6.1    Confirmation and Effect. The provisions of the Credit Agreement (as amended by this Fifth Amendment) shall remain in full force and effect in accordance with its terms following the effectiveness of this Fifth Amendment. Each reference in the Credit Agreement to “this Agreement”, “hereunder”, “hereof’, “herein”, or words of like import shall mean and be a reference to the Credit Agreement as amended hereby, and each reference to the Credit Agreement in any other document, instrument or agreement executed and/or delivered in connection with the Credit Agreement shall mean and be a reference to the Credit Agreement as amended hereby.
6.2    Ratification and Affirmation of Credit Parties.
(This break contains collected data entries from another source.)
// src/ingest/providers/nitter_rss.rs
//! Nitter-style mirror client: `GET {mirror}/search/rss?f=tweets&q=<query>`.
//!
//! Classification of failures (drives pool health):
//! - transient: timeout/connect/reset, HTTP 429 and 5xx, empty body
//! - structural: HTTP 401/403/404/410, body that is not a parseable feed

use anyhow::{Context, Result};
use async_trait::async_trait;
use chrono::{DateTime, Utc};
use metrics::{counter, histogram};
use once_cell::sync::Lazy;
use quick_xml::de::from_str;
use regex::Regex;
use reqwest::StatusCode;
use serde::Deserialize;
use time::{format_description::well_known::Rfc2822, OffsetDateTime};

use crate::ingest::normalize_text;
use crate::ingest::types::{MirrorClient, MirrorError, Post};

#[derive(Debug, Deserialize)]
struct Rss {
    channel: Channel,
}

#[derive(Debug, Deserialize)]
struct Channel {
    #[serde(rename = "item", default)]
    item: Vec<Item>,
}

#[derive(Debug, Deserialize)]
struct Item {
    title: Option<String>,
    #[serde(rename = "dc:creator", alias = "creator", default)]
    creator: Option<String>,
    description: Option<String>,
    #[serde(rename = "pubDate")]
    pub_date: Option<String>,
    guid: Option<String>,
    link: Option<String>,
}

static RE_STATUS: Lazy<Regex> =
    Lazy::new(|| Regex::new(r"/([A-Za-z0-9_]{1,30})/status/(\d+)").expect("status regex"));

fn parse_pub_date(ts: &str) -> Option<DateTime<Utc>> {
    let ts = ts.trim();
    if let Ok(dt) = OffsetDateTime::parse(ts, &Rfc2822) {
        return DateTime::<Utc>::from_timestamp(dt.unix_timestamp(), dt.nanosecond());
    }
    DateTime::parse_from_rfc2822(ts)
        .ok()
        .map(|dt| dt.with_timezone(&Utc))
}

/// Map a mirror HTTP status to a failure class; `None` means "usable response".
pub fn classify_status(status: StatusCode) -> Option<MirrorError> {
    if status.is_success() {
        return None;
    }
    match status.as_u16() {
        401 | 403 | 404 | 410 => Some(MirrorError::Structural(format!("http {status}"))),
        _ => Some(MirrorError::Transient(format!("http {status}"))),
    }
}

/// Parse a search feed body into posts. Items without id or date are skipped.
pub fn parse_feed(body: &str, fetched_at: DateTime<Utc>) -> Result<Vec<Post>> {
    let t0 = std::time::Instant::now();
    let rss: Rss = from_str(body).context("parsing mirror rss xml")?;

    let mut out = Vec::with_capacity(rss.channel.item.len());
    let mut skipped = 0u64;
    for it in rss.channel.item {
        let permalink = it.link.as_deref().or(it.guid.as_deref()).unwrap_or_default();
        let Some(caps) = RE_STATUS.captures(permalink) else {
            skipped += 1;
            continue;
        };
        let Some(created_at) = it.pub_date.as_deref().and_then(parse_pub_date) else {
            skipped += 1;
            continue;
        };

        let raw = it
            .title
            .as_deref()
            .filter(|t| !t.trim().is_empty())
            .or(it.description.as_deref())
            .unwrap_or_default();
        let text = normalize_text(raw);

        let author = it
            .creator
            .as_deref()
            .map(|c| c.trim().trim_start_matches('@').to_string())
            .filter(|c| !c.is_empty())
            .unwrap_or_else(|| caps[1].to_string());

        out.push(Post {
            id: caps[2].to_string(),
            author,
            text,
            url: Some(permalink.trim_end_matches("#m").to_string()),
            created_at,
            fetched_at,
        });
    }

    if skipped > 0 {
        tracing::warn!(target: "fetch", skipped, "feed items without id/date skipped");
        counter!("fetch_items_skipped_total").increment(skipped);
    }
    histogram!("fetch_parse_ms").record(t0.elapsed().as_secs_f64() * 1_000.0);
    Ok(out)
}

pub struct NitterRssClient {
    mode: Mode,
}

enum Mode {
    Fixture(String),
    Http { client: reqwest::Client },
}

impl NitterRssClient {
    /// Serve the same feed body for every mirror and query.
    pub fn from_fixture(s: &str) -> Self {
        Self {
            mode: Mode::Fixture(s.to_string()),
        }
    }

    pub fn http(user_agent: &str) -> Result<Self> {
        let client = reqwest::Client::builder()
            .user_agent(user_agent)
            .build()
            .context("building mirror http client")?;
        Ok(Self {
            mode: Mode::Http { client },
        })
    }

    async fn fetch_body(
        client: &reqwest::Client,
        base_url: &str,
        query: &str,
    ) -> Result<String, MirrorError> {
        let url = format!("{}/search/rss", base_url.trim_end_matches('/'));
        let resp = client
            .get(&url)
            .query(&[("f", "tweets"), ("q", query)])
            .send()
            .await
            .map_err(|e| MirrorError::Transient(format!("request: {e}")))?;

        if let Some(err) = classify_status(resp.status()) {
            return Err(err);
        }
        resp.text()
            .await
            .map_err(|e| MirrorError::Transient(format!("read body: {e}")))
    }
}

#[async_trait]
impl MirrorClient for NitterRssClient {
    async fn search(&self, base_url: &str, query: &str) -> Result<Vec<Post>, MirrorError> {
        let body = match &self.mode {
            Mode::Fixture(s) => s.clone(),
            Mode::Http { client } => Self::fetch_body(client, base_url, query).await?,
        };
        if body.trim().is_empty() {
            return Err(MirrorError::Transient("empty body".into()));
        }
        parse_feed(&body, Utc::now()).map_err(|e| MirrorError::Structural(format!("{e:#}")))
    }

    fn name(&self) -> &'static str {
        "nitter-rss"
    }
}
Each of the Credit Parties hereby expressly (a) acknowledges the terms of this Fifth Amendment, (b) ratifies and affirms its obligations under the Facility Guaranty and the other Loan Papers to which it is a party, (c) acknowledges, renews and extends its continued liability under the Facility Guaranty and the other Loan Papers to which it is a party (in each case, as amended hereby), (d) agrees that its guarantee under the Facility Guaranty and the other Loan Papers (in each case, as amended hereby) to which it is a party remains in full force and effect with respect to the Obligations, as amended hereby, (e) represents and warrants that (i) the execution, delivery and performance of this Fifth Amendment has been duly authorized by all necessary corporate or company action of the Credit Parties, (ii) this Fifth Amendment constitutes a valid and binding agreement of the Credit Parties, and (iii) this Fifth Amendment is enforceable against each Credit Party in accordance with its terms except as (A) the enforceability thereof may be limited by bankruptcy, insolvency or similar Laws affecting creditors’ rights generally, and (B) the availability of equitable remedies may be limited by equitable principles of general applicability, and (f) acknowledges and confirms that the amendments contemplated hereby shall not limit or impair any Liens securing the Obligations, each of which are hereby ratified, affirmed and extended to secure the Obligations after giving effect to this Fifth Amendment.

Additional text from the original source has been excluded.